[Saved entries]
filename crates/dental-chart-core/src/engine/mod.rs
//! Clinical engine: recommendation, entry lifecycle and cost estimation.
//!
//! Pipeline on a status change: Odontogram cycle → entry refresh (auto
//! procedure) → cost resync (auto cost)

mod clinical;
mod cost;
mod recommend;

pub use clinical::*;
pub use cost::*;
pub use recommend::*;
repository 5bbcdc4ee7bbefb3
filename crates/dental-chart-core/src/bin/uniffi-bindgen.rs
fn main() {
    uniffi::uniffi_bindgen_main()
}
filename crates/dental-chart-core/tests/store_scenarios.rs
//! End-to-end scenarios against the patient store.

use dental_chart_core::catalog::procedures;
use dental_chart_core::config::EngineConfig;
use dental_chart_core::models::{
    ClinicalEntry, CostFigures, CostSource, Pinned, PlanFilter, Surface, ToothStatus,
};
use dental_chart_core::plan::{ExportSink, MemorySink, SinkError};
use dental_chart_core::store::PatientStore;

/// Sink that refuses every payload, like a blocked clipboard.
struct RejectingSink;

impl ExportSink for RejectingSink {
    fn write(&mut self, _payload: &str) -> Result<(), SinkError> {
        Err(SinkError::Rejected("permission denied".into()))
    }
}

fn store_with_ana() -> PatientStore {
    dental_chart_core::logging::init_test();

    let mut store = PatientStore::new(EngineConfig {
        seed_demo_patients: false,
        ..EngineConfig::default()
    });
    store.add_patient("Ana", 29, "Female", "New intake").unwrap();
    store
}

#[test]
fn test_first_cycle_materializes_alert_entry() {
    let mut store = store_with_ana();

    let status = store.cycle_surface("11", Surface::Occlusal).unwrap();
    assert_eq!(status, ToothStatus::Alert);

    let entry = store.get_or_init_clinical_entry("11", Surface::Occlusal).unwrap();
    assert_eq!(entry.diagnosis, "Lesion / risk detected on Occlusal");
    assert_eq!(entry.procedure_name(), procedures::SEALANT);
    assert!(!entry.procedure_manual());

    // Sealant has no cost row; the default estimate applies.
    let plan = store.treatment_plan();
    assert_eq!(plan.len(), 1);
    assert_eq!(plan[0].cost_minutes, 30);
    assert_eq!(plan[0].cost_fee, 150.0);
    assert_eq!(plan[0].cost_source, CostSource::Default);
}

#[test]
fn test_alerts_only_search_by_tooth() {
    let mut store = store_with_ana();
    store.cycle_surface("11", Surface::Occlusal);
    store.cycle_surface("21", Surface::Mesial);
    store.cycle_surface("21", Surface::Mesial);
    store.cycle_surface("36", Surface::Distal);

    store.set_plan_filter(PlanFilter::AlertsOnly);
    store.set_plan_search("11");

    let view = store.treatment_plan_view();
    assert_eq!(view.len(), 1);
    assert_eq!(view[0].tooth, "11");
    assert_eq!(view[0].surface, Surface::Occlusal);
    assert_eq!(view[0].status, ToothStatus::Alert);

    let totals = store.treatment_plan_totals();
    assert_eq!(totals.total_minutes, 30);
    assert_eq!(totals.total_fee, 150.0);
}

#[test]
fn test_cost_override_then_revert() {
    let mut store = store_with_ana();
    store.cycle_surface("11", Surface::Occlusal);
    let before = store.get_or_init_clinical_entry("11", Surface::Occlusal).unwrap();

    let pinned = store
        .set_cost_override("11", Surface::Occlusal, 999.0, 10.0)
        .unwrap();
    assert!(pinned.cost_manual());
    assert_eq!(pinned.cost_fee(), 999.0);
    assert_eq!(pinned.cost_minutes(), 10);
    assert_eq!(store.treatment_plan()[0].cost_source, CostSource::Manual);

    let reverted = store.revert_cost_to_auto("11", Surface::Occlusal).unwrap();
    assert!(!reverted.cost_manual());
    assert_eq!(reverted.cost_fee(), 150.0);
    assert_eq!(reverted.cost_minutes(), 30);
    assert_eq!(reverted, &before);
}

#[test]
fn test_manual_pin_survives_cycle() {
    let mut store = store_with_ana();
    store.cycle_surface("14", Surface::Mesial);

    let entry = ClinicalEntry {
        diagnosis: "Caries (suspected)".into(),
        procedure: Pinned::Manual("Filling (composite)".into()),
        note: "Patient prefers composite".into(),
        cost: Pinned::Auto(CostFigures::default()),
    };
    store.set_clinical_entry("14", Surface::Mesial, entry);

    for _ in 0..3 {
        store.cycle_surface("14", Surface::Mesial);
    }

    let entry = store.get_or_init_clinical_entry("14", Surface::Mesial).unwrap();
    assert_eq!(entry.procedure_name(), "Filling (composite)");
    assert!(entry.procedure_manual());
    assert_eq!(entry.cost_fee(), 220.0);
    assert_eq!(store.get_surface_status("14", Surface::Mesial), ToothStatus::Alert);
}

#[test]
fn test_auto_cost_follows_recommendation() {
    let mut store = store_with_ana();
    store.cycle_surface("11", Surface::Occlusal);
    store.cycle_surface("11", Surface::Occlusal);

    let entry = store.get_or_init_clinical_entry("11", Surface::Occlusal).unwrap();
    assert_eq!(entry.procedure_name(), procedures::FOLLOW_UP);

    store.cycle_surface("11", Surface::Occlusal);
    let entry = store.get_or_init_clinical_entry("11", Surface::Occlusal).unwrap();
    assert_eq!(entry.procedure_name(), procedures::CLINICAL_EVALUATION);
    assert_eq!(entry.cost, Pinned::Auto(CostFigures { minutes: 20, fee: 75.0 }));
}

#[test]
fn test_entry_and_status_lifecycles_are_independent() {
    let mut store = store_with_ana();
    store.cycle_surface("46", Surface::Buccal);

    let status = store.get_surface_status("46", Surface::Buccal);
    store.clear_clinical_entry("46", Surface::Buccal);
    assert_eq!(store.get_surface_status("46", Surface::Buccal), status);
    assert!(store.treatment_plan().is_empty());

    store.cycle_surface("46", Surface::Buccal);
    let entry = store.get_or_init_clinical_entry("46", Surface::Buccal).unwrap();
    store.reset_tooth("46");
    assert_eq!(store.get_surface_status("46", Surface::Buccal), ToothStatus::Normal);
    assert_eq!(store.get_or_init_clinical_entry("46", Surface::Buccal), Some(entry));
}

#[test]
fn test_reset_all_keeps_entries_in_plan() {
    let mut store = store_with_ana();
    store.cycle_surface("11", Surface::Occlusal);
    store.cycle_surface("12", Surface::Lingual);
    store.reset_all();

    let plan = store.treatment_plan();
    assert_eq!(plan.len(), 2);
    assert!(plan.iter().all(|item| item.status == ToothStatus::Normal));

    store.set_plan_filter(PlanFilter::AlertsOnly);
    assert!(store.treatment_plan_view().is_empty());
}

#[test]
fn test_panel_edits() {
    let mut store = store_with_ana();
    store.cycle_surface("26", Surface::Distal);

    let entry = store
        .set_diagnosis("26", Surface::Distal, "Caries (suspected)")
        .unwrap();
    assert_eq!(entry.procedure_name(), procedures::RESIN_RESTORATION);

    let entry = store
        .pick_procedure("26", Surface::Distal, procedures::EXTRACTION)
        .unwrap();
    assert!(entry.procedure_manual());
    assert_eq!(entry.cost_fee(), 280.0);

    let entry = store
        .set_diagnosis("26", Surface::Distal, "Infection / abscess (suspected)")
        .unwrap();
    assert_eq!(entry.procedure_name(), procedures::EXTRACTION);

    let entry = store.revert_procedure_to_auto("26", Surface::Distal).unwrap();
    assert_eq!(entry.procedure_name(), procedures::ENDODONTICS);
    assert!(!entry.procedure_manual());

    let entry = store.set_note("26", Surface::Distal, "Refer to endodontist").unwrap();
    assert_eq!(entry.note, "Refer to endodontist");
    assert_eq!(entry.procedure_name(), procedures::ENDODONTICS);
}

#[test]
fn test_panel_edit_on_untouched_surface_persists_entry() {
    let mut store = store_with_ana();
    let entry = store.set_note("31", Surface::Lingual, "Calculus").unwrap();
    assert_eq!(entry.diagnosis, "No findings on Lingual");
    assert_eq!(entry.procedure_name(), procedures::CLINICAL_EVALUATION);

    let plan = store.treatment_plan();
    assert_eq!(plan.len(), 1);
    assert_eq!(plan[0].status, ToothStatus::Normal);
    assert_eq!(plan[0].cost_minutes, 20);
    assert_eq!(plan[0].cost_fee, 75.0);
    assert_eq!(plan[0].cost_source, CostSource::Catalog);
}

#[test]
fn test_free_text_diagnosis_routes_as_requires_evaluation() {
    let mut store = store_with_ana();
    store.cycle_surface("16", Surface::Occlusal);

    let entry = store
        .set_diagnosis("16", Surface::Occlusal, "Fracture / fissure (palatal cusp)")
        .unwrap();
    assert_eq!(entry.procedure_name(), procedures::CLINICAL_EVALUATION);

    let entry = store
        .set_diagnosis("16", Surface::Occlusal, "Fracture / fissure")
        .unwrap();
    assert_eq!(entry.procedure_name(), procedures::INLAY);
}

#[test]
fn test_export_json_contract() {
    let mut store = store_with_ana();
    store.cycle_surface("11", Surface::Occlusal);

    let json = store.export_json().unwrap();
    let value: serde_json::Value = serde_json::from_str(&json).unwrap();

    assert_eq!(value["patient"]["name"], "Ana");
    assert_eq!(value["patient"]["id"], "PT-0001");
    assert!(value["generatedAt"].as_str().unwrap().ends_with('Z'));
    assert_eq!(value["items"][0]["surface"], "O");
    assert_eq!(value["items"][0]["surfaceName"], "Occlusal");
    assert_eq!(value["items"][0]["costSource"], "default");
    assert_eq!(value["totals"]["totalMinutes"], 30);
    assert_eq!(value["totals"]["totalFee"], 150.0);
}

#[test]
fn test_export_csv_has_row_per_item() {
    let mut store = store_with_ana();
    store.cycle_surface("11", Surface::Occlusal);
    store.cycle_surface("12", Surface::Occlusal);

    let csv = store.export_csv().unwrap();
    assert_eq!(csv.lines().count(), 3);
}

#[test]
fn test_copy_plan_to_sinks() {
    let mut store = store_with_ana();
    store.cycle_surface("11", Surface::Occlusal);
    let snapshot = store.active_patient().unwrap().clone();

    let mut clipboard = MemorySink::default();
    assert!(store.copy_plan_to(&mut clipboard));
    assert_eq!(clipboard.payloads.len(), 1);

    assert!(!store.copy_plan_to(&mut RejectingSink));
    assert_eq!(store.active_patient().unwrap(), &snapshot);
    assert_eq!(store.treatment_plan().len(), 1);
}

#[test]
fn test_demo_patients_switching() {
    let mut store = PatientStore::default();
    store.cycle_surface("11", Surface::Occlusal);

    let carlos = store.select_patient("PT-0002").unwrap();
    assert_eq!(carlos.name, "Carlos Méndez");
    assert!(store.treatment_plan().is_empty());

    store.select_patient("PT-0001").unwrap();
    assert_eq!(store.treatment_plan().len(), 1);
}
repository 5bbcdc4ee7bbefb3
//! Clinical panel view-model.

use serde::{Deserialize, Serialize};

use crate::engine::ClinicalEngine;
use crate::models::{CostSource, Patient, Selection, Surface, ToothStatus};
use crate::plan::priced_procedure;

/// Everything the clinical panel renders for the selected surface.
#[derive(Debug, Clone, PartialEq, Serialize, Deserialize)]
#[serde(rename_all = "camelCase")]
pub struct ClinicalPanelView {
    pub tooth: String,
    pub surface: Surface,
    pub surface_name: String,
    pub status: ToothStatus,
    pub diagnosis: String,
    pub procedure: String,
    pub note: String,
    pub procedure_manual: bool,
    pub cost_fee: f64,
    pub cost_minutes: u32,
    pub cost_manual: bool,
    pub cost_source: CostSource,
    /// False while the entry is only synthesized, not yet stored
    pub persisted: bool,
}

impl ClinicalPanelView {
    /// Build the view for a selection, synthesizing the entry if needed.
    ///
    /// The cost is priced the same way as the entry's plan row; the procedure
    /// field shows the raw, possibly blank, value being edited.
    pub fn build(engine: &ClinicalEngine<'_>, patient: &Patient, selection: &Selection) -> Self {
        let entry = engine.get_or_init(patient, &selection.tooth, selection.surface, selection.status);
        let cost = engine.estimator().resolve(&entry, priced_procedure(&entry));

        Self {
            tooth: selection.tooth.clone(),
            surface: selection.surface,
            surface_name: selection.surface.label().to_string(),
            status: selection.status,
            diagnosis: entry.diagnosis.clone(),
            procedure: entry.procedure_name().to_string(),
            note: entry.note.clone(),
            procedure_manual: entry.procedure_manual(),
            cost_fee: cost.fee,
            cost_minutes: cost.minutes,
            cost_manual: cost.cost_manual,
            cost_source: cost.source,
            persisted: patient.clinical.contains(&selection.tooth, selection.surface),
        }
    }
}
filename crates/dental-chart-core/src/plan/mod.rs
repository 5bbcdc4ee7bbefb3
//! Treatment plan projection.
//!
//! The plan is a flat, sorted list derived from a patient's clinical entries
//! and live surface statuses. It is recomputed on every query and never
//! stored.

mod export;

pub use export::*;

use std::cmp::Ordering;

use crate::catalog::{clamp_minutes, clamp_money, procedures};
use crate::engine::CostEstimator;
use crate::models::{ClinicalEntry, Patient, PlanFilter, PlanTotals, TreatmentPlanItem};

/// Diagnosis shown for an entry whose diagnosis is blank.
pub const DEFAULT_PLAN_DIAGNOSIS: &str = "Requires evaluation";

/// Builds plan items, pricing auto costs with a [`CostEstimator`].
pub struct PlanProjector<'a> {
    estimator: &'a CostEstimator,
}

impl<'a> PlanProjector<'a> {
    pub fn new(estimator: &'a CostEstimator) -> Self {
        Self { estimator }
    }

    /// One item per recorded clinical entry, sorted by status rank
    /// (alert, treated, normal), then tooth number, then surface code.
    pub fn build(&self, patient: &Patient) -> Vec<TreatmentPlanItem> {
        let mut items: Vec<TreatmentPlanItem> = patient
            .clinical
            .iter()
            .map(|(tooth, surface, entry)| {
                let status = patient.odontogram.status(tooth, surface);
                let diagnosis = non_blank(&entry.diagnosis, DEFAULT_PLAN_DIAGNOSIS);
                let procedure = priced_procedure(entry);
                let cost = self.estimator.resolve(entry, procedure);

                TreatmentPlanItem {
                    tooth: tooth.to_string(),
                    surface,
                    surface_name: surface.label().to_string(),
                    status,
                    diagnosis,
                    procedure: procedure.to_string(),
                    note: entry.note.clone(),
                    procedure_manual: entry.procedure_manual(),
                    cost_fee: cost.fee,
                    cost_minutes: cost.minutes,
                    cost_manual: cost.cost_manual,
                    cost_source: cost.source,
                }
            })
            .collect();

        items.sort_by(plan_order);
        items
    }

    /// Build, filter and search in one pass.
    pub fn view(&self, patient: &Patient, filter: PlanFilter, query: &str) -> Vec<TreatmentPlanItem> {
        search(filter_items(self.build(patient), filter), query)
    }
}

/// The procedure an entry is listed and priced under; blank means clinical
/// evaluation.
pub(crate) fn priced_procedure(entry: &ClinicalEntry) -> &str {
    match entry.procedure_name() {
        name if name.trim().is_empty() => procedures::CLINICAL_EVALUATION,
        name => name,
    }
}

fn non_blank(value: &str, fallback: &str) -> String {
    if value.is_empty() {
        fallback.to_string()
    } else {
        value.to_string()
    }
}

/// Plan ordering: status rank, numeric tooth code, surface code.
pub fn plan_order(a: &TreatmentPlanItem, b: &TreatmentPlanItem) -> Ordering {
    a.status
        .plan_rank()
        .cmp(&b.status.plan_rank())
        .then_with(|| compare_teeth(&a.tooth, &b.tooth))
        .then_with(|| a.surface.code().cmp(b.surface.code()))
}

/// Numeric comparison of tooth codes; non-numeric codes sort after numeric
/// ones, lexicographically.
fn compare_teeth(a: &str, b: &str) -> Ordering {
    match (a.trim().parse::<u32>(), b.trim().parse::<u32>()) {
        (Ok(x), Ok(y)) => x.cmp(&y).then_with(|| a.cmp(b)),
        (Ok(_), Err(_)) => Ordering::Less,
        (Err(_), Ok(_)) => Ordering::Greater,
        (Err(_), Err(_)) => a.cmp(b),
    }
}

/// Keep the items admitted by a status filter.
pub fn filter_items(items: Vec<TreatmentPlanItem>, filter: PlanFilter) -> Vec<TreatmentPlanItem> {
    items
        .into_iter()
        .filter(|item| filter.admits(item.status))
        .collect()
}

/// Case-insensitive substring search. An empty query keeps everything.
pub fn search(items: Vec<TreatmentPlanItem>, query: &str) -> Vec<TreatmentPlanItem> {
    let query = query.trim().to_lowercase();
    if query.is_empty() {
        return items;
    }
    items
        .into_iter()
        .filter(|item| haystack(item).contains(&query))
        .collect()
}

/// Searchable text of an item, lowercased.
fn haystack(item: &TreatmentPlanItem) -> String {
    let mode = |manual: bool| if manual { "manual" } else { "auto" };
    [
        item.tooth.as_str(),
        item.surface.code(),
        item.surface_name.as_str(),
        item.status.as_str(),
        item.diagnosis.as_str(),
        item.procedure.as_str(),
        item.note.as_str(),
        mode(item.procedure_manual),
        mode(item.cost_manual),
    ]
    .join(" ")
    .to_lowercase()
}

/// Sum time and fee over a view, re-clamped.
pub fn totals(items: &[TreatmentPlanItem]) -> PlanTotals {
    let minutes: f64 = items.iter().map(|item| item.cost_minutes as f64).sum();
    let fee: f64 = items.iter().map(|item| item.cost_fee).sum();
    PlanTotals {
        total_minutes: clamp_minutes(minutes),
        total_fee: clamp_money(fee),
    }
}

Exercise directions: Return all lines in the data that include the word "resolve".

Expected answer:
        let cost = engine.estimator().resolve(&entry, priced_procedure(&entry));
                let cost = self.estimator.resolve(entry, procedure);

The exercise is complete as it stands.